■ Task directions: Return, exactly as written, every line from the first line of the data below through the line that contains "Patch command implementation".
Start of Input for this task
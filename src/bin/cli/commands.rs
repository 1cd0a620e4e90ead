//! Command implementations for the CLI tool.

use std::path::{Path, PathBuf};

use crspatch::batch::{BatchResult, FileOutcome, patch_batch_with};
use crspatch::{Archive, Exclusions, PatchOptions, Patcher, RecordPolicy};
use indicatif::{ProgressBar, ProgressStyle};

use crate::OutputFormat;
use crate::discover::find_archives;
use crate::exit_codes::{ExitCode, error_to_exit_code};
use crate::output::{create_formatter, render_log};

/// Directory created next to the first input when no output directory is given.
const DEFAULT_OUTPUT_DIR: &str = "patched";

/// Subdirectory of the output directory holding validation logs.
const LOG_DIR: &str = "logs";

/// Configuration for the patch command.
pub struct PatchConfig<'a> {
    pub inputs: &'a [PathBuf],
    pub output_dir: Option<&'a Path>,
    pub exclude: &'a [String],
    pub keep_defaults: bool,
    pub path: Option<&'a str>,
    pub no_path_patch: bool,
    pub skip_malformed: bool,
    pub no_log: bool,
    pub format: OutputFormat,
    pub quiet: bool,
}

/// Builds patch options from command line flags.
///
/// Names given with `--exclude` replace the default exclusion set unless
/// `--keep-defaults` is also given.
pub fn build_options(config: &PatchConfig<'_>) -> crspatch::Result<PatchOptions> {
    let exclusions = if config.exclude.is_empty() || config.keep_defaults {
        Exclusions::default()
    } else {
        Exclusions::none()
    };
    let exclusions = config
        .exclude
        .iter()
        .fold(exclusions, |set, name| set.with(name.as_bytes()));

    let mut options = PatchOptions::new()
        .exclusions(exclusions)
        .patch_paths(!config.no_path_patch);
    if let Some(path) = config.path {
        options = options.replacement_path(path)?;
    }
    if config.skip_malformed {
        options = options.record_policy(RecordPolicy::Skip);
    }
    Ok(options)
}

/// Patch command implementation
pub fn patch(config: &PatchConfig<'_>) -> ExitCode {
    let formatter = create_formatter(config.format);

    let options = match build_options(config) {
        Ok(o) => o,
        Err(e) => {
            eprintln!("Error: {}", e);
            return ExitCode::BadArgs;
        }
    };

    let inputs = find_archives(config.inputs);
    if inputs.is_empty() {
        eprintln!("Error: No CRS files found to process");
        return ExitCode::BadArgs;
    }

    let output_dir = match config.output_dir {
        Some(dir) => dir.to_path_buf(),
        None => inputs[0]
            .parent()
            .unwrap_or_else(|| Path::new("."))
            .join(DEFAULT_OUTPUT_DIR),
    };

    let show_progress = !config.quiet && config.format == OutputFormat::Human;
    let progress = if show_progress {
        let pb = ProgressBar::new(inputs.len() as u64);
        if let Ok(style) = ProgressStyle::default_bar()
            .template("{spinner:.green} [{elapsed_precise}] [{bar:40.cyan/blue}] {pos}/{len} files {msg}")
        {
            pb.set_style(style.progress_chars("#>-"));
        }
        pb
    } else {
        ProgressBar::hidden()
    };

    let patcher = Patcher::new(options);
    let result = patch_batch_with(&inputs, Some(&output_dir), &patcher, |outcome| {
        if let Some(name) = outcome.input.file_name() {
            progress.set_message(name.to_string_lossy().to_string());
        }
        progress.inc(1);
    });
    progress.finish_and_clear();

    if !config.no_log {
        write_logs(&result, &output_dir.join(LOG_DIR));
    }

    if !config.quiet || config.format == OutputFormat::Json {
        print!("{}", formatter.format_batch(&result));
    }

    batch_exit_code(&result)
}

fn write_logs(result: &BatchResult, log_dir: &Path) {
    for (outcome, report) in result.succeeded() {
        let path = log_path(outcome, log_dir);
        let written = std::fs::create_dir_all(log_dir)
            .and_then(|_| std::fs::write(&path, render_log(report)));
        if let Err(e) = written {
            eprintln!("Warning: Failed to write log {}: {}", path.display(), e);
        }
    }
}

fn log_path(outcome: &FileOutcome, log_dir: &Path) -> PathBuf {
    let stem = outcome
        .input
        .file_stem()
        .map(|s| s.to_string_lossy().to_string())
        .unwrap_or_default();
    log_dir.join(format!("{}_patched_log.txt", stem))
}

/// Picks the exit code for a finished batch.
///
/// If anything succeeded a failure is partial; if everything failed the
/// first error decides.
pub fn batch_exit_code(result: &BatchResult) -> ExitCode {
    match result.failed().next() {
        None => ExitCode::Success,
        Some(_) if result.succeeded().next().is_some() => ExitCode::PartialFailure,
        Some((_, error)) => error_to_exit_code(error),
    }
}

/// Info command implementation
pub fn info(archive_path: &Path, format: OutputFormat, skip_malformed: bool) -> ExitCode {
    let formatter = create_formatter(format);

    let policy = if skip_malformed {
        RecordPolicy::Skip
    } else {
        RecordPolicy::Abort
    };
    let archive = match std::fs::read(archive_path)
        .map_err(crspatch::Error::from)
        .and_then(|data| Archive::from_bytes_with_policy(data, policy))
    {
        Ok(a) => a,
        Err(e) => {
            eprintln!("Error opening archive: {}", e);
            return error_to_exit_code(&e);
        }
    };

    print!("{}", formatter.format_info(archive_path, &archive));
    for warning in archive.warnings() {
        eprintln!("Warning: {}", warning);
    }

    ExitCode::Success
}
End of Input for this task
■ Reply:
filename src/bin/cli/commands.rs
repository 1cd0a620e4e90ead
//! Command implementations for the CLI tool.

use std::path::{Path, PathBuf};

use crspatch::batch::{BatchResult, FileOutcome, patch_batch_with};
use crspatch::{Archive, Exclusions, PatchOptions, Patcher, RecordPolicy};
use indicatif::{ProgressBar, ProgressStyle};

use crate::OutputFormat;
use crate::discover::find_archives;
use crate::exit_codes::{ExitCode, error_to_exit_code};
use crate::output::{create_formatter, render_log};

/// Directory created next to the first input when no output directory is given.
const DEFAULT_OUTPUT_DIR: &str = "patched";

/// Subdirectory of the output directory holding validation logs.
const LOG_DIR: &str = "logs";

/// Configuration for the patch command.
pub struct PatchConfig<'a> {
    pub inputs: &'a [PathBuf],
    pub output_dir: Option<&'a Path>,
    pub exclude: &'a [String],
    pub keep_defaults: bool,
    pub path: Option<&'a str>,
    pub no_path_patch: bool,
    pub skip_malformed: bool,
    pub no_log: bool,
    pub format: OutputFormat,
    pub quiet: bool,
}

/// Builds patch options from command line flags.
///
/// Names given with `--exclude` replace the default exclusion set unless
/// `--keep-defaults` is also given.
pub fn build_options(config: &PatchConfig<'_>) -> crspatch::Result<PatchOptions> {
    let exclusions = if config.exclude.is_empty() || config.keep_defaults {
        Exclusions::default()
    } else {
        Exclusions::none()
    };
    let exclusions = config
        .exclude
        .iter()
        .fold(exclusions, |set, name| set.with(name.as_bytes()));

    let mut options = PatchOptions::new()
        .exclusions(exclusions)
        .patch_paths(!config.no_path_patch);
    if let Some(path) = config.path {
        options = options.replacement_path(path)?;
    }
    if config.skip_malformed {
        options = options.record_policy(RecordPolicy::Skip);
    }
    Ok(options)
}

/// Patch command implementation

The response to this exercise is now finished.